A unique combination of chromatographic separation and mass spectrometric techniques has been developed for a novel method for measurement of picomole amounts of endogenous oligopeptides in biologic tissue. High-performance liquid chromatography is utilized for rapid high-resolution separation of peptides. A new buffer system using dilute triethylamine-formic acid is utilized. The buffer system possesses excellent UV transparent properties enabling femtomole sensitivity for measurement of standard solutions of somatostatin. Use of porous polystyrenedivinylbenzene copolymer and octadecylsilyl columns facilitate retention of a peptide fraction from biologic extracts. Advantage was taken of field desorption mass spectrometric methods to eliminate chemical derivatization of peptides and to produce protonated molecular ions which retain total molecular information of the peptide. Use of appropriate internal standards and selected ion monitoring methods enabled nanogram sensitivity and, more importantly, optimized structural specificity of the compound being quantified. Results are compatible with radioimmunoassay data.

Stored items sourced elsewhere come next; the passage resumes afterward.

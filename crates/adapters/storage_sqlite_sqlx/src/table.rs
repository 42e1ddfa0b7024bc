//! The per-table SQL contract implemented by each storage record.

use std::future::Future;

use sqlx::SqlitePool;
use sqlx::sqlite::SqliteQueryResult;
use testmon_storage::Record;

/// Wrapper for decoding database rows into storage records without
/// implementing foreign traits on `testmon-storage` types.
pub struct Row<R>(pub R);

/// A [`Record`] bound to one `SQLite` table.
///
/// Statements live as per-table constants in each repository module, in
/// the usual adapter style; nothing builds SQL dynamically for the plain
/// CRUD path. Listings always order by `uid` so that both backends
/// return identical sequences.
pub trait Table: Record {
    const SELECT_BY_UID: &'static str;
    const SELECT_ALL: &'static str;
    const SELECT_PAGE: &'static str;
    const COUNT: &'static str;
    const DELETE_BY_UID: &'static str;
    const TRUNCATE: &'static str;

    /// Execute the insert of this record, every column bound in
    /// declaration order.
    fn insert(
        &self,
        pool: &SqlitePool,
    ) -> impl Future<Output = Result<SqliteQueryResult, sqlx::Error>> + Send;

    /// Execute the full-row update of this record, keyed by uid.
    fn update(
        &self,
        pool: &SqlitePool,
    ) -> impl Future<Output = Result<SqliteQueryResult, sqlx::Error>> + Send;
}
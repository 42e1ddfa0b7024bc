//! Content fingerprints — deterministic hashes used as derived identities.

use sha2::{Digest, Sha256};

/// Incremental content hasher producing a lowercase hex digest.
///
/// Field order is significant: hashing the same values in a different
/// order yields a different fingerprint.
pub struct Fingerprint {
    hasher: Sha256,
}

impl Fingerprint {
    /// Start a new, empty fingerprint.
    #[must_use]
    pub fn new() -> Self {
        Self {
            hasher: Sha256::new(),
        }
    }

    /// Feed one field into the fingerprint.
    #[must_use]
    pub fn field(mut self, value: impl AsRef<[u8]>) -> Self {
        self.hasher.update(value.as_ref());
        self
    }

    /// Finalize into the canonical lowercase hex form.
    #[must_use]
    pub fn finish(self) -> String {
        hex::encode(self.hasher.finalize())
    }
}

impl Default for Fingerprint {
    fn default() -> Self {
        Self::new()
    }
}
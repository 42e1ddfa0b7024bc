//! Time and timestamp helpers.

use chrono::{DateTime, Utc};

/// UTC timestamp used for session start dates and metric start times.
pub type Timestamp = DateTime<Utc>;

/// Return the current UTC time.
#[must_use]
pub fn now() -> Timestamp {
    Utc::now()
}
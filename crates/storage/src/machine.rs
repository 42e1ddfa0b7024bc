//! Storage record for execution contexts.

use testmon_domain::error::EntityKind;
use testmon_domain::id::Identity;
use testmon_domain::machine::Machine;

use crate::record::{MapError, Record};

/// Row shape of the `execution_contexts` table.
#[derive(Debug, Clone, PartialEq, Eq)]
pub struct MachineRecord {
    pub uid: String,
    pub cpu_frequency: i64,
    pub cpu_vendor: String,
    pub cpu_count: i64,
    pub cpu_type: String,
    pub total_ram: i64,
    pub hostname: String,
    pub machine_type: String,
    pub machine_arch: String,
    pub system_info: String,
    pub python_info: String,
}

impl Record for MachineRecord {
    type Domain = Machine;

    const KIND: EntityKind = EntityKind::Machine;

    fn uid(&self) -> &str {
        &self.uid
    }

    fn from_domain(domain: &Machine) -> Result<Self, MapError> {
        Ok(Self {
            uid: domain.uid.as_str().to_string(),
            cpu_frequency: i64::from(domain.cpu_frequency),
            cpu_vendor: domain.cpu_vendor.clone(),
            cpu_count: i64::from(domain.cpu_count),
            cpu_type: domain.cpu_type.clone(),
            total_ram: i64::try_from(domain.total_ram)?,
            hostname: domain.hostname.clone(),
            machine_type: domain.machine_type.clone(),
            machine_arch: domain.machine_arch.clone(),
            system_info: domain.system_info.clone(),
            python_info: domain.python_info.clone(),
        })
    }

    fn into_domain(self) -> Result<Machine, MapError> {
        Ok(Machine {
            uid: Identity::Supplied(self.uid),
            cpu_frequency: u32::try_from(self.cpu_frequency)?,
            cpu_vendor: self.cpu_vendor,
            cpu_count: u32::try_from(self.cpu_count)?,
            cpu_type: self.cpu_type,
            total_ram: u64::try_from(self.total_ram)?,
            hostname: self.hostname,
            machine_type: self.machine_type,
            machine_arch: self.machine_arch,
            system_info: self.system_info,
            python_info: self.python_info,
        })
    }
}

#[cfg(test)]
mod tests {
    use super::*;

    fn machine() -> Machine {
        Machine::builder()
            .cpu_frequency(2400)
            .cpu_vendor("GenuineIntel")
            .cpu_count(8)
            .cpu_type("x86_64")
            .total_ram(16_384)
            .hostname("ci-runner-01")
            .machine_type("physical")
            .machine_arch("amd64")
            .system_info("Linux 6.1")
            .python_info("3.12.1")
            .build()
            .unwrap()
    }

    #[test]
    fn should_roundtrip_machine_through_record() {
        let domain = machine();
        let record = MachineRecord::from_domain(&domain).unwrap();
        let restored = record.clone().into_domain().unwrap();
        assert_eq!(restored, domain);
        // idempotent transcoding: mapping the restored entity again
        // yields the same record
        assert_eq!(MachineRecord::from_domain(&restored).unwrap(), record);
    }

    #[test]
    fn should_keep_derived_identity_value() {
        let domain = machine();
        assert!(domain.uid.is_derived());
        let record = MachineRecord::from_domain(&domain).unwrap();
        assert_eq!(record.uid, domain.uid.as_str());
        let restored = record.into_domain().unwrap();
        assert_eq!(restored.uid, domain.uid);
    }

    #[test]
    fn should_fail_on_negative_numeric_column() {
        let mut record = MachineRecord::from_domain(&machine()).unwrap();
        record.cpu_count = -1;
        assert!(matches!(record.into_domain(), Err(MapError::Range(_))));
    }
}
//! # testmon-app
//!
//! Application layer — the service facade and **port definitions**
//! (traits).
//!
//! ## Responsibilities
//! - Define **port traits** that storage adapters must implement:
//!   - [`ports::CrudRepository`] — the generic CRUD contract
//!   - [`ports::MachineRepository`], [`ports::SessionRepository`],
//!     [`ports::MetricRepository`] — entity-specific repositories
//! - Provide the [`services::MonitoringMetricsService`] facade that
//!   composes the three repositories into cross-entity operations
//!
//! ## Dependency rule
//! Depends on `testmon-domain` only.
//! Never imports adapter crates. Adapters depend on *this* crate, not the
//! reverse.

pub mod ports;
pub mod services;
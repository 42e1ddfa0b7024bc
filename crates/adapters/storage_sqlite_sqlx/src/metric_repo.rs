//! `SQLite` implementation of [`MetricRepository`].

use sqlx::sqlite::{SqliteQueryResult, SqliteRow};
use sqlx::{FromRow, Row as _, Sqlite, SqlitePool};

use testmon_app::ports::{CrudRepository, MetricFilter, MetricRepository};
use testmon_domain::error::{
    AlreadyExistsError, EntityKind, LinkedEntityMissingError, TestmonError,
};
use testmon_domain::metric::Metric;
use testmon_domain::page::{Page, PageSpec};
use testmon_storage::{MapError, MetricRecord, Record};

use crate::error::{StorageError, is_foreign_key_violation, is_unique_violation};
use crate::repository::SqliteRepository;
use crate::table::{Row, Table};

impl<'r> FromRow<'r, SqliteRow> for Row<MetricRecord> {
    fn from_row(row: &'r SqliteRow) -> Result<Self, sqlx::Error> {
        Ok(Self(MetricRecord {
            uid: row.try_get("uid")?,
            sid: row.try_get("sid")?,
            xid: row.try_get("xid")?,
            item_start_time: row.try_get("item_start_time")?,
            item_path: row.try_get("item_path")?,
            item: row.try_get("item")?,
            variant: row.try_get("variant")?,
            item_fs_loc: row.try_get("item_fs_loc")?,
            kind: row.try_get("kind")?,
            component: row.try_get("component")?,
            wall_time: row.try_get("wall_time")?,
            user_time: row.try_get("user_time")?,
            kernel_time: row.try_get("kernel_time")?,
            cpu_usage: row.try_get("cpu_usage")?,
            mem_usage: row.try_get("mem_usage")?,
        }))
    }
}

const INSERT: &str = r"
    INSERT INTO test_metrics (uid, sid, xid, item_start_time, item_path, item, variant,
        item_fs_loc, kind, component, wall_time, user_time, kernel_time, cpu_usage, mem_usage)
    VALUES (?, ?, ?, ?, ?, ?, ?, ?, ?, ?, ?, ?, ?, ?, ?)
";

const UPDATE: &str = r"
    UPDATE test_metrics
    SET sid = ?, xid = ?, item_start_time = ?, item_path = ?, item = ?, variant = ?,
        item_fs_loc = ?, kind = ?, component = ?, wall_time = ?, user_time = ?,
        kernel_time = ?, cpu_usage = ?, mem_usage = ?
    WHERE uid = ?
";

impl Table for MetricRecord {
    const SELECT_BY_UID: &'static str = "SELECT * FROM test_metrics WHERE uid = ?";
    const SELECT_ALL: &'static str = "SELECT * FROM test_metrics ORDER BY uid ASC";
    const SELECT_PAGE: &'static str =
        "SELECT * FROM test_metrics ORDER BY uid ASC LIMIT ? OFFSET ?";
    const COUNT: &'static str = "SELECT COUNT(*) FROM test_metrics";
    const DELETE_BY_UID: &'static str = "DELETE FROM test_metrics WHERE uid = ?";
    const TRUNCATE: &'static str = "DELETE FROM test_metrics";

    async fn insert(&self, pool: &SqlitePool) -> Result<SqliteQueryResult, sqlx::Error> {
        sqlx::query(INSERT)
            .bind(self.uid.as_str())
            .bind(self.sid.as_str())
            .bind(self.xid.as_str())
            .bind(self.item_start_time.as_str())
            .bind(self.item_path.as_str())
            .bind(self.item.as_str())
            .bind(self.variant.as_str())
            .bind(self.item_fs_loc.as_str())
            .bind(self.kind.as_str())
            .bind(self.component.as_str())
            .bind(self.wall_time)
            .bind(self.user_time)
            .bind(self.kernel_time)
            .bind(self.cpu_usage)
            .bind(self.mem_usage)
            .execute(pool)
            .await
    }

    async fn update(&self, pool: &SqlitePool) -> Result<SqliteQueryResult, sqlx::Error> {
        sqlx::query(UPDATE)
            .bind(self.sid.as_str())
            .bind(self.xid.as_str())
            .bind(self.item_start_time.as_str())
            .bind(self.item_path.as_str())
            .bind(self.item.as_str())
            .bind(self.variant.as_str())
            .bind(self.item_fs_loc.as_str())
            .bind(self.kind.as_str())
            .bind(self.component.as_str())
            .bind(self.wall_time)
            .bind(self.user_time)
            .bind(self.kernel_time)
            .bind(self.cpu_usage)
            .bind(self.mem_usage)
            .bind(self.uid.as_str())
            .execute(pool)
            .await
    }
}

const SESSION_EXISTS: &str = "SELECT COUNT(*) FROM sessions WHERE uid = ?";
const SELECT_FILTERED: &str = "SELECT * FROM test_metrics";
const COUNT_FILTERED: &str = "SELECT COUNT(*) FROM test_metrics";

fn filter_clause(filter: &MetricFilter) -> String {
    let mut conditions: Vec<&str> = Vec::new();
    if filter.session_id.is_some() {
        conditions.push("sid = ?");
    }
    if filter.node_id.is_some() {
        conditions.push("xid = ?");
    }
    if conditions.is_empty() {
        String::new()
    } else {
        format!(" WHERE {}", conditions.join(" AND "))
    }
}

/// `SQLite`-backed metric repository.
pub struct SqliteMetricRepository {
    inner: SqliteRepository<MetricRecord>,
}

impl SqliteMetricRepository {
    /// Create a new repository using the given connection pool.
    #[must_use]
    pub fn new(pool: SqlitePool) -> Self {
        Self {
            inner: SqliteRepository::new(pool),
        }
    }

    fn pool(&self) -> &SqlitePool {
        self.inner.pool()
    }

    /// `SQLite` reports foreign-key failures without naming the
    /// constraint, so probe the referenced rows — session first — to
    /// decide which side is missing.
    async fn classify_missing_reference(&self, record: &MetricRecord) -> TestmonError {
        let session_present: Result<i64, sqlx::Error> = sqlx::query_scalar(SESSION_EXISTS)
            .bind(record.sid.as_str())
            .fetch_one(self.pool())
            .await;
        match session_present {
            Ok(0) => LinkedEntityMissingError {
                missing: EntityKind::Session,
                missing_uid: record.sid.clone(),
                dependent: EntityKind::Metric,
                dependent_uid: record.uid.clone(),
            }
            .into(),
            Ok(_) => LinkedEntityMissingError {
                missing: EntityKind::Machine,
                missing_uid: record.xid.clone(),
                dependent: EntityKind::Metric,
                dependent_uid: record.uid.clone(),
            }
            .into(),
            Err(err) => StorageError::from(err).into(),
        }
    }

    async fn fetch_filtered(
        &self,
        filter: &MetricFilter,
        page: Option<PageSpec>,
    ) -> Result<Vec<MetricRecord>, TestmonError> {
        let clause = filter_clause(filter);
        let sql = match page {
            None => format!("{SELECT_FILTERED}{clause} ORDER BY uid ASC"),
            Some(_) => format!("{SELECT_FILTERED}{clause} ORDER BY uid ASC LIMIT ? OFFSET ?"),
        };
        let mut query = sqlx::query_as::<Sqlite, Row<MetricRecord>>(&sql);
        if let Some(sid) = &filter.session_id {
            query = query.bind(sid.as_str());
        }
        if let Some(xid) = &filter.node_id {
            query = query.bind(xid.as_str());
        }
        if let Some(spec) = page {
            let limit = i64::try_from(spec.page_size()).unwrap_or(i64::MAX);
            let offset = i64::try_from(spec.offset()).unwrap_or(i64::MAX);
            query = query.bind(limit).bind(offset);
        }
        let rows = query
            .fetch_all(self.pool())
            .await
            .map_err(StorageError::from)?;
        Ok(rows.into_iter().map(|row| row.0).collect())
    }

    async fn count_filtered(&self, filter: &MetricFilter) -> Result<usize, TestmonError> {
        let sql = format!("{COUNT_FILTERED}{}", filter_clause(filter));
        let mut query = sqlx::query_scalar::<Sqlite, i64>(&sql);
        if let Some(sid) = &filter.session_id {
            query = query.bind(sid.as_str());
        }
        if let Some(xid) = &filter.node_id {
            query = query.bind(xid.as_str());
        }
        let total = query
            .fetch_one(self.pool())
            .await
            .map_err(StorageError::from)?;
        Ok(usize::try_from(total).unwrap_or_default())
    }
}

impl CrudRepository<Metric> for SqliteMetricRepository {
    async fn create(&self, item: Metric) -> Result<Metric, TestmonError> {
        let record = MetricRecord::from_domain(&item)?;
        match record.insert(self.pool()).await {
            Ok(_) => Ok(item),
            Err(err) if is_unique_violation(&err) => Err(AlreadyExistsError {
                kind: EntityKind::Metric,
                uid: record.uid.clone(),
            }
            .into()),
            Err(err) if is_foreign_key_violation(&err) => {
                Err(self.classify_missing_reference(&record).await)
            }
            Err(err) => Err(StorageError::from(err).into()),
        }
    }

    async fn update(&self, item: Metric) -> Result<Metric, TestmonError> {
        self.inner.update(item).await
    }

    async fn get(&self, uid: &str) -> Result<Metric, TestmonError> {
        self.inner.get(uid).await
    }

    async fn delete(&self, uid: &str) -> Result<(), TestmonError> {
        self.inner.delete(uid).await
    }

    async fn list(&self, page: Option<PageSpec>) -> Result<Page<Metric>, TestmonError> {
        self.inner.list(page).await
    }

    async fn count(&self) -> Result<usize, TestmonError> {
        self.inner.count().await
    }

    async fn truncate(&self) -> Result<(), TestmonError> {
        self.inner.truncate().await
    }
}

impl MetricRepository for SqliteMetricRepository {
    async fn find_by(
        &self,
        filter: MetricFilter,
        page: Option<PageSpec>,
    ) -> Result<Page<Metric>, TestmonError> {
        match page {
            None => {
                let records = self.fetch_filtered(&filter, None).await?;
                let all = records
                    .into_iter()
                    .map(Record::into_domain)
                    .collect::<Result<Vec<_>, MapError>>()?;
                Ok(Page::complete(all))
            }
            Some(spec) => {
                let total = self.count_filtered(&filter).await?;
                let records = self.fetch_filtered(&filter, Some(spec)).await?;
                let slice = records
                    .into_iter()
                    .map(Record::into_domain)
                    .collect::<Result<Vec<_>, MapError>>()?;
                Ok(Page::paginated(slice, spec, total))
            }
        }
    }
}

Data obtained with field desorption mass spectrometry provide, for the first time, measurement of intact, chemically underivatized oligopeptides extracted form biologic matrices and significantly, provide and analytic method to calibrate radioimmunoassay data. This novel combination of methods is being applied to measurements of peptide (leu-enkephalin, met-enkephalin, somatostatin, etc.) in canine brain regions and dental pulp tissue.